Kafka StreamsのTime Windowを試す

Kafka StreamsのTime Windowを試してみたメモです。


Kakfa StreamsではWindow処理をサポートしており、
一定時間ごとにgroup化して集計操作を行うことが出来ます。
https://kafka.apache.org/21/documentation/streams/developer-guide/dsl-api.html#windowing

前回、Kafka Streamsでword countを試したので、
それをTime Windowで集計してみようと思います。

下記バージョンで試してみます。

  • kafka 2.1.0
  • zookeeper 3.4.13
  • Ubuntu 16
  • Java 1.8.0_181
  • kafka-streams 2.1.0

Dependency

gradleを使って試してみます。

下記の依存関係を追加します。
kafka-streams以外には、model生成用にlombok、serde用にjacksonを追加しています。

build.gradle

dependencies {
    compile 'org.apache.kafka:kafka-streams:2.1.0'
    compileOnly 'org.projectlombok:lombok:1.18.6'
    compile 'com.fasterxml.jackson.core:jackson-core:2.9.8'
}

Model

word count用にCountStoreというmodelを作成します。
startとendはWindow処理の開始日時と終了日時を持つために定義しておきます。

CountStore.java

@NoArgsConstructor
@Data
public class CountStore {
    private String name;
    private int count;
    private String start;
    private String end;

    CountStore increment(String name) {
        this.name = name;
        this.count++;
        return this;
    }
}

Serde

CountStore用のSerdeを実装します。
(Serdeはserialize/deserializeの意味です)

それぞれKafkaのSerializer, Deserializerインターフェイスを実装します。
jacksonでCountStoreをserialize, deserializeします。

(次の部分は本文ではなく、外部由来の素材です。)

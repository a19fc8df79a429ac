use std::io::ErrorKind;
use std::net::{SocketAddr, UdpSocket};
use std::sync::Arc;
use std::time::Duration;

use log::{debug, info};

use crate::error::TransportError;
use crate::shared::Shared;
use crate::traits::PacketIO;

/// Largest UDP payload over IPv4.
pub const MAX_DATAGRAM: usize = 65_507;

const DEFAULT_READ_TIMEOUT: Duration = Duration::from_millis(100);

/// UDP link: bound to a local address, sending every packet to one remote address.
///
/// Packets are accepted from any sender. A datagram that does not fit the caller's buffer is
/// reported as [`TransportError::Oversized`] rather than truncated.
pub struct UdpTransport {
    local: SocketAddr,
    remote: SocketAddr,
    read_timeout: Duration,
    socket: Shared<Option<Arc<UdpSocket>>>,
    // Datagrams land here first so their real size is known.
    scratch: Shared<Vec<u8>>,
}

impl UdpTransport {
    pub fn new(local: SocketAddr, remote: SocketAddr) -> Self {
        UdpTransport {
            local,
            remote,
            read_timeout: DEFAULT_READ_TIMEOUT,
            socket: Shared::new(None),
            scratch: Shared::new(vec![0u8; MAX_DATAGRAM]),
        }
    }

    /// Upper bound on how long a single `receive_packet` call blocks. Zero is raised to 1ms.
    pub fn with_read_timeout(mut self, timeout: Duration) -> Self {
        self.read_timeout = timeout.max(Duration::from_millis(1));
        self
    }

    pub fn remote_addr(&self) -> SocketAddr {
        self.remote
    }

    /// Address the socket is actually bound to, once open. Useful after binding port 0.
    pub fn local_addr(&self) -> Option<SocketAddr> {
        self.socket().and_then(|socket| socket.local_addr().ok())
    }

    fn socket(&self) -> Option<Arc<UdpSocket>> {
        self.socket.with(|socket| socket.clone())
    }
}

impl PacketIO for UdpTransport {
    fn open(&self) -> Result<(), TransportError> {
        self.socket.with_mut(|slot| -> Result<(), TransportError> {
            if slot.is_some() {
                return Ok(());
            }
            let socket = UdpSocket::bind(self.local)?;
            socket.set_read_timeout(Some(self.read_timeout))?;
            info!(
                "UDP transport bound to {}, sending to {}",
                socket.local_addr()?,
                self.remote
            );
            *slot = Some(Arc::new(socket));
            Ok(())
        })
    }

    fn is_open(&self) -> bool {
        self.socket.with(Option::is_some)
    }

    fn send_packet(&self, packet: &[u8]) -> Result<(), TransportError> {
        if packet.len() > MAX_DATAGRAM {
            return Err(TransportError::Oversized {
                size: packet.len(),
                max: MAX_DATAGRAM,
            });
        }
        let socket = self.socket().ok_or(TransportError::NotOpen)?;
        socket.send_to(packet, self.remote)?;
        Ok(())
    }

    fn receive_packet(&self, buf: &mut [u8]) -> Result<usize, TransportError> {
        let socket = self.socket().ok_or(TransportError::Closed)?;
        self.scratch.with_mut(|scratch| match socket.recv_from(scratch) {
            Ok((len, from)) if len > buf.len() => {
                debug!("dropping {} byte datagram from {}", len, from);
                Err(TransportError::Oversized {
                    size: len,
                    max: buf.len(),
                })
            }
            Ok((len, from)) => {
                debug!("received {} bytes from {}", len, from);
                buf[..len].copy_from_slice(&scratch[..len]);
                Ok(len)
            }
            Err(err) if matches!(err.kind(), ErrorKind::WouldBlock | ErrorKind::TimedOut) => {
                Ok(0)
            }
            Err(err) => Err(err.into()),
        })
    }

    fn close(&self) {
        if self.socket.with_mut(Option::take).is_some() {
            info!("UDP transport on {} closed", self.local);
        }
    }
}
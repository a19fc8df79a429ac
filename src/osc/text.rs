//! Human-readable form of a message, e.g. `/servo/1/position 512 "slow move"`.
//!
//! This has nothing to do with the wire format; it is for consoles, logs and the CLI.

use std::fmt;
use std::str::FromStr;

use crate::error::ParseError;
use crate::osc::{Argument, Message};

impl fmt::Display for Argument {
    fn fmt(&self, f: &mut fmt::Formatter<'_>) -> fmt::Result {
        match self {
            Argument::Int(v) => write!(f, "{}", v),
            Argument::Float(v) => write!(f, "{}", v),
            Argument::String(s) => write!(f, "{}", s),
            Argument::Bool(b) => write!(f, "{}", b),
            Argument::Color(c) => write!(f, "rgba({},{},{},{})", c.r, c.g, c.b, c.a),
            Argument::Unknown => write!(f, "?"),
        }
    }
}

impl fmt::Display for Message {
    fn fmt(&self, f: &mut fmt::Formatter<'_>) -> fmt::Result {
        write!(f, "{}", self.address)?;
        for arg in &self.args {
            write!(f, " {}", arg)?;
        }
        Ok(())
    }
}

/// Integer first, then float, then plain string.
///
/// A float needs at least one digit so words like `inf` or `NaN` stay strings.
fn classify(token: &str) -> Argument {
    if let Ok(v) = token.parse::<i32>() {
        return Argument::Int(v);
    }
    if token.bytes().any(|b| b.is_ascii_digit()) {
        if let Ok(v) = token.parse::<f32>() {
            return Argument::Float(v);
        }
    }
    Argument::String(token.to_string())
}

/// Parses the space-separated text form into a message.
///
/// A token starting with `"` opens a quoted string that runs until a token ending with `"`; the
/// tokens in between are rejoined with single spaces. A bare `"` keeps the space after it, so
/// `/foo " x"` gives the string ` x`.
pub fn parse_message(text: &str) -> Result<Message, ParseError> {
    let mut tokens = text.split(' ').filter(|t| !t.is_empty()).enumerate();

    let (_, address) = tokens.next().ok_or(ParseError::MissingAddress)?;
    if !address.starts_with('/') {
        return Err(ParseError::InvalidAddress(address.to_string()));
    }

    let mut msg = Message::new(address);
    while let Some((position, token)) = tokens.next() {
        let Some(opened) = token.strip_prefix('"') else {
            msg.args.push(classify(token));
            continue;
        };

        if let Some(whole) = opened.strip_suffix('"') {
            msg.args.push(Argument::String(whole.to_string()));
            continue;
        }

        // A bare `"` contributes an empty first part, so the join restores its trailing space.
        let mut parts = vec![opened];
        loop {
            let (_, next) = tokens.next().ok_or(ParseError::UnterminatedQuote(position))?;
            if let Some(last) = next.strip_suffix('"') {
                parts.push(last);
                break;
            }
            parts.push(next);
        }
        msg.args.push(Argument::String(parts.join(" ")));
    }

    Ok(msg)
}

impl FromStr for Message {
    type Err = ParseError;

    fn from_str(s: &str) -> Result<Self, Self::Err> {
        parse_message(s)
    }
}
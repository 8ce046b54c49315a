//! Length section - checks password minimum length.

use secrecy::{ExposeSecret, SecretString};
use super::SectionResult;
use crate::types::Violation;

pub const MIN_LENGTH: usize = 8;

/// Checks if the password meets the minimum length.
///
/// Length is counted in characters, not bytes.
pub fn length_section(password: &SecretString) -> SectionResult {
    if password.expose_secret().chars().count() < MIN_LENGTH {
        return Some(Violation::TooShort);
    }
    None
}
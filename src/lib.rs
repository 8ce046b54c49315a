//! Password hygiene library
//!
//! This library evaluates passwords against a fixed policy, stores them as
//! salted SHA-256 digests, refuses passwords already in use anywhere in the
//! stored population, and aggregates strength reports over time.
//!
//! # Features
//!
//! - `async` (default): Enables debounced async evaluation with cancellation support
//! - `sqlite` (default): Enables the SQLite credential store
//! - `tracing`: Enables logging via tracing crate
//! - `cli`: Builds the `pwd-hygiene` binary
//!
//! # Environment Variables
//!
//! - `PWD_HYGIENE_DB_PATH`: Custom path to the credential database
//!   (default: `./password_security.db`)
//! - `PWD_HYGIENE_DEBOUNCE_MS`: Debounce for async evaluation (default: 300)
//!
//! # Example
//!
//! ```rust,no_run
//! use pwd_hygiene::{CredentialService, SqliteStore, Submission};
//! use secrecy::SecretString;
//!
//! // Open the store (call once at startup)
//! let store = SqliteStore::open(pwd_hygiene::get_db_path()).expect("Failed to open store");
//! let service = CredentialService::new(store);
//!
//! let password = SecretString::new("MyP@ssw0rd!".to_string().into());
//! match service.submit("alice", &password).expect("Store failure") {
//!     Submission::Accepted { policy, .. } => println!("Stored, tier {}", policy.tier),
//!     Submission::Reused { .. } => println!("Password already in use"),
//! }
//!
//! let report = service.aggregate_report().expect("Store failure");
//! println!("Weak passwords: {}", report.weak_count);
//! ```

// Internal modules
mod clock;
mod config;
mod error;
mod evaluator;
mod hasher;
mod report;
mod reuse;
mod sections;
mod service;
mod store;
mod types;

// Public API
pub use clock::{Clock, SystemClock};
pub use config::{get_db_path, get_debounce};
pub use error::{HygieneError, InputError, StoreError};
pub use evaluator::{evaluate_policy, RULE_COUNT};
pub use hasher::{digest, new_salt, Digest, Salt, DIGEST_LEN, SALT_LEN};
pub use report::{summarize, ReportAggregator};
pub use reuse::is_reused;
pub use sections::SPECIAL_CHARS;
pub use service::{CredentialService, Submission};
pub use store::{Admission, CredentialStore, MemoryStore};
pub use types::{
    CredentialRecord, PolicyResult, ReportRecord, StoredCredential, StrengthTier, Violation,
};

#[cfg(feature = "sqlite")]
pub use store::{SqliteStore, SCHEMA_VERSION};

#[cfg(feature = "async")]
pub use evaluator::{evaluate_policy_debounced, evaluate_policy_tx};
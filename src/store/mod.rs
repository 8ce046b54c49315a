//! Credential store interface and adapters.
//!
//! The store owns the credential set and the report log. Nothing here is
//! cached across calls; every read goes to the backing storage.

mod memory;
#[cfg(feature = "sqlite")]
mod migrations;
#[cfg(feature = "sqlite")]
mod sqlite;

pub use memory::MemoryStore;
#[cfg(feature = "sqlite")]
pub use migrations::SCHEMA_VERSION;
#[cfg(feature = "sqlite")]
pub use sqlite::SqliteStore;

use std::sync::Arc;

use crate::error::StoreError;
use crate::types::{CredentialRecord, ReportRecord, StoredCredential};

/// Answer of [`CredentialStore::insert_unless_reused`].
#[derive(Debug, Clone, Copy, PartialEq, Eq)]
pub enum Admission {
    Inserted,
    Rejected,
}

/// Persistence for credential records and the report log.
pub trait CredentialStore {
    /// Inserts a record unconditionally.
    ///
    /// # Errors
    /// `StoreError::DuplicateOrConstraint` if the record breaks a store
    /// constraint (e.g. its salt is already in use).
    fn insert_credential(&self, record: &CredentialRecord) -> Result<(), StoreError>;

    /// Atomically reads the stored credentials, asks `reused` whether the
    /// new record collides with them, and inserts it only if it does not.
    ///
    /// No other insertion may interleave between the read and the write.
    fn insert_unless_reused(
        &self,
        record: &CredentialRecord,
        reused: &mut dyn FnMut(&[StoredCredential]) -> bool,
    ) -> Result<Admission, StoreError>;

    /// Stored credentials in insertion order.
    fn list_credentials(&self) -> Result<Vec<StoredCredential>, StoreError>;

    /// Usernames in insertion order.
    fn list_usernames(&self) -> Result<Vec<String>, StoreError>;

    fn append_report(&self, report: &ReportRecord) -> Result<(), StoreError>;

    /// Report log ordered by `report_time` ascending, ties in append order.
    fn list_reports(&self) -> Result<Vec<ReportRecord>, StoreError>;
}

impl<T: CredentialStore + ?Sized> CredentialStore for &T {
    fn insert_credential(&self, record: &CredentialRecord) -> Result<(), StoreError> {
        (**self).insert_credential(record)
    }

    fn insert_unless_reused(
        &self,
        record: &CredentialRecord,
        reused: &mut dyn FnMut(&[StoredCredential]) -> bool,
    ) -> Result<Admission, StoreError> {
        (**self).insert_unless_reused(record, reused)
    }

    fn list_credentials(&self) -> Result<Vec<StoredCredential>, StoreError> {
        (**self).list_credentials()
    }

    fn list_usernames(&self) -> Result<Vec<String>, StoreError> {
        (**self).list_usernames()
    }

    fn append_report(&self, report: &ReportRecord) -> Result<(), StoreError> {
        (**self).append_report(report)
    }

    fn list_reports(&self) -> Result<Vec<ReportRecord>, StoreError> {
        (**self).list_reports()
    }
}

impl<T: CredentialStore + ?Sized> CredentialStore for Arc<T> {
    fn insert_credential(&self, record: &CredentialRecord) -> Result<(), StoreError> {
        (**self).insert_credential(record)
    }

    fn insert_unless_reused(
        &self,
        record: &CredentialRecord,
        reused: &mut dyn FnMut(&[StoredCredential]) -> bool,
    ) -> Result<Admission, StoreError> {
        (**self).insert_unless_reused(record, reused)
    }

    fn list_credentials(&self) -> Result<Vec<StoredCredential>, StoreError> {
        (**self).list_credentials()
    }

    fn list_usernames(&self) -> Result<Vec<String>, StoreError> {
        (**self).list_usernames()
    }

    fn append_report(&self, report: &ReportRecord) -> Result<(), StoreError> {
        (**self).append_report(report)
    }

    fn list_reports(&self) -> Result<Vec<ReportRecord>, StoreError> {
        (**self).list_reports()
    }
}
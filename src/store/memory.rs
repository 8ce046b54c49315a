//! In-memory credential store.

use std::sync::{Mutex, MutexGuard};

use super::{Admission, CredentialStore};
use crate::error::StoreError;
use crate::types::{CredentialRecord, ReportRecord, StoredCredential};

#[derive(Default)]
struct Inner {
    credentials: Vec<CredentialRecord>,
    reports: Vec<ReportRecord>,
}

/// Mutex-guarded store for tests and embedding. Contents are lost on drop.
#[derive(Default)]
pub struct MemoryStore {
    inner: Mutex<Inner>,
}

impl MemoryStore {
    pub fn new() -> Self {
        Self::default()
    }

    fn lock(&self) -> Result<MutexGuard<'_, Inner>, StoreError> {
        self.inner
            .lock()
            .map_err(|_| StoreError::Unavailable("memory store lock poisoned".to_string()))
    }
}

impl Inner {
    fn insert(&mut self, record: &CredentialRecord) -> Result<(), StoreError> {
        if self.credentials.iter().any(|c| c.salt == record.salt) {
            return Err(StoreError::DuplicateOrConstraint(format!(
                "salt {} already in use",
                record.salt
            )));
        }
        self.credentials.push(record.clone());
        Ok(())
    }

    fn stored(&self) -> Vec<StoredCredential> {
        self.credentials.iter().map(CredentialRecord::stored).collect()
    }
}

impl CredentialStore for MemoryStore {
    fn insert_credential(&self, record: &CredentialRecord) -> Result<(), StoreError> {
        self.lock()?.insert(record)
    }

    fn insert_unless_reused(
        &self,
        record: &CredentialRecord,
        reused: &mut dyn FnMut(&[StoredCredential]) -> bool,
    ) -> Result<Admission, StoreError> {
        let mut inner = self.lock()?;
        if reused(&inner.stored()) {
            return Ok(Admission::Rejected);
        }
        inner.insert(record)?;
        Ok(Admission::Inserted)
    }

    fn list_credentials(&self) -> Result<Vec<StoredCredential>, StoreError> {
        Ok(self.lock()?.stored())
    }

    fn list_usernames(&self) -> Result<Vec<String>, StoreError> {
        Ok(self
            .lock()?
            .credentials
            .iter()
            .map(|c| c.username.clone())
            .collect())
    }

    fn append_report(&self, report: &ReportRecord) -> Result<(), StoreError> {
        self.lock()?.reports.push(report.clone());
        Ok(())
    }

    fn list_reports(&self) -> Result<Vec<ReportRecord>, StoreError> {
        let mut reports = self.lock()?.reports.clone();
        // stable: equal timestamps keep append order
        reports.sort_by_key(|r| r.report_time);
        Ok(reports)
    }
}

#[cfg(test)]
mod tests {
    use super::*;
    use crate::hasher::{digest, new_salt};
    use crate::types::StrengthTier;
    use chrono::{Duration, TimeZone, Utc};
    use secrecy::SecretString;

    fn record(username: &str, password: &str) -> CredentialRecord {
        let salt = new_salt();
        CredentialRecord {
            username: username.to_string(),
            digest: digest(&SecretString::new(password.to_string().into()), &salt),
            salt,
            strength_tier: StrengthTier::Moderate,
            violation_count: 2,
            created_at: Utc::now(),
        }
    }

    fn report_at(secs: i64, weak: u64) -> ReportRecord {
        ReportRecord {
            report_time: Utc.timestamp_opt(1_700_000_000, 0).unwrap() + Duration::seconds(secs),
            weak_count: weak,
            moderate_count: 0,
            strong_count: 0,
            total_violations: 0,
        }
    }

    #[test]
    fn test_insert_and_list() {
        let store = MemoryStore::new();
        let alice = record("alice", "password1");
        store.insert_credential(&alice).unwrap();
        store.insert_credential(&record("bob", "Str0ng!Pass")).unwrap();

        let stored = store.list_credentials().unwrap();
        assert_eq!(stored.len(), 2);
        assert_eq!(stored[0], alice.stored());
        assert_eq!(store.list_usernames().unwrap(), vec!["alice", "bob"]);
    }

    #[test]
    fn test_duplicate_salt_rejected() {
        let store = MemoryStore::new();
        let first = record("alice", "password1");
        let mut second = record("bob", "other");
        second.salt = first.salt.clone();

        store.insert_credential(&first).unwrap();
        let result = store.insert_credential(&second);
        assert!(matches!(result, Err(StoreError::DuplicateOrConstraint(_))));
        assert_eq!(store.list_credentials().unwrap().len(), 1);
    }

    #[test]
    fn test_insert_unless_reused() {
        let store = MemoryStore::new();
        let rec = record("alice", "password1");

        let admission = store.insert_unless_reused(&rec, &mut |stored| {
            assert!(stored.is_empty());
            false
        });
        assert_eq!(admission.unwrap(), Admission::Inserted);

        let admission = store.insert_unless_reused(&record("bob", "x"), &mut |stored| {
            assert_eq!(stored.len(), 1);
            true
        });
        assert_eq!(admission.unwrap(), Admission::Rejected);
        assert_eq!(store.list_usernames().unwrap(), vec!["alice"]);
    }

    #[test]
    fn test_reports_sorted_by_time() {
        let store = MemoryStore::new();
        store.append_report(&report_at(20, 1)).unwrap();
        store.append_report(&report_at(10, 2)).unwrap();
        store.append_report(&report_at(20, 3)).unwrap();

        let weak: Vec<u64> = store
            .list_reports()
            .unwrap()
            .iter()
            .map(|r| r.weak_count)
            .collect();
        assert_eq!(weak, vec![2, 1, 3]);
    }
}
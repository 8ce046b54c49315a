//! Salted credential hashing.
//!
//! A digest is SHA-256 over the password bytes followed by the salt's hex
//! text, hex-encoded. Salts are 16 bytes from the operating system CSPRNG.

use rand::RngCore;
use rand::rngs::OsRng;
use secrecy::{ExposeSecret, SecretString};
use sha2::{Digest as _, Sha256};
use std::fmt;

use crate::error::InputError;

/// Salt size in bytes.
pub const SALT_LEN: usize = 16;

/// Digest size in bytes (SHA-256).
pub const DIGEST_LEN: usize = 32;

/// Per-credential random salt, stored as lowercase hex.
#[derive(Debug, Clone, PartialEq, Eq, Hash)]
pub struct Salt(String);

impl Salt {
    /// Parses a salt previously produced by [`new_salt`].
    ///
    /// # Errors
    /// `InputError::MalformedSalt` unless `s` is exactly `2 * SALT_LEN` hex
    /// characters.
    pub fn from_hex(s: &str) -> Result<Self, InputError> {
        parse_hex(s, SALT_LEN)
            .map(Salt)
            .ok_or_else(|| InputError::MalformedSalt {
                expected: SALT_LEN * 2,
                actual: s.to_string(),
            })
    }

    pub fn as_str(&self) -> &str {
        &self.0
    }
}

impl fmt::Display for Salt {
    fn fmt(&self, f: &mut fmt::Formatter<'_>) -> fmt::Result {
        f.write_str(&self.0)
    }
}

/// Hex-encoded SHA-256 digest of password and salt.
#[derive(Debug, Clone, PartialEq, Eq, Hash)]
pub struct Digest(String);

impl Digest {
    /// # Errors
    /// `InputError::MalformedDigest` unless `s` is exactly `2 * DIGEST_LEN`
    /// hex characters.
    pub fn from_hex(s: &str) -> Result<Self, InputError> {
        parse_hex(s, DIGEST_LEN)
            .map(Digest)
            .ok_or_else(|| InputError::MalformedDigest {
                expected: DIGEST_LEN * 2,
                actual: s.to_string(),
            })
    }

    pub fn as_str(&self) -> &str {
        &self.0
    }
}

impl fmt::Display for Digest {
    fn fmt(&self, f: &mut fmt::Formatter<'_>) -> fmt::Result {
        f.write_str(&self.0)
    }
}

/// Normalizes to lowercase so equal bytes always compare equal as text.
fn parse_hex(s: &str, byte_len: usize) -> Option<String> {
    match hex::decode(s) {
        Ok(bytes) if bytes.len() == byte_len => Some(hex::encode(bytes)),
        _ => None,
    }
}

/// Generates a fresh salt from `OsRng`.
pub fn new_salt() -> Salt {
    let mut bytes = [0u8; SALT_LEN];
    OsRng.fill_bytes(&mut bytes);
    Salt(hex::encode(bytes))
}

/// Derives the digest of `password` under `salt`. Deterministic.
pub fn digest(password: &SecretString, salt: &Salt) -> Digest {
    let mut hasher = Sha256::new();
    hasher.update(password.expose_secret().as_bytes());
    hasher.update(salt.as_str().as_bytes());
    Digest(hex::encode(hasher.finalize()))
}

https://kafka.apache.org/21/javadoc/org/apache/kafka/common/serialization/Serializer.html
https://kafka.apache.org/21/javadoc/org/apache/kafka/common/serialization/Deserializer.html

CountStoreSerializer.java

public class CountStoreSerializer implements Serializer<CountStore> {
    private ObjectMapper mapper = new ObjectMapper();

    @Override
    public void configure(Map<String, ?> configs, boolean isKey) {
    }

    @Override
    public byte[] serialize(String topic, CountStore data) {
        try {
            mapper.disable(SerializationFeature.FAIL_ON_EMPTY_BEANS);
            return mapper.writeValueAsBytes(data);
        } catch (JsonProcessingException e) {
            e.printStackTrace();
        }
        return new byte[0];
    }

    @Override
    public void close() {
    }
}

CountStoreDeserializer.java

public class CountStoreDeserializer implements Deserializer<CountStore> {
    private ObjectMapper mapper = new ObjectMapper();

    @Override
    public void configure(Map<String, ?> configs, boolean isKey) {
    }

    @Override
    public CountStore deserialize(String topic, byte[] data) {
        try {
            return mapper.readValue(data, CountStore.class);
        } catch (IOException e) {
            e.printStackTrace();
        }
        return null;
    }

    @Override
    public void close() {
    }
}

KafkaのSerdeインターフェイスを実装します。
serializer, deserializerに先程実装したCountStoreSerializer, CountStoreDeserializerを指定するだけです。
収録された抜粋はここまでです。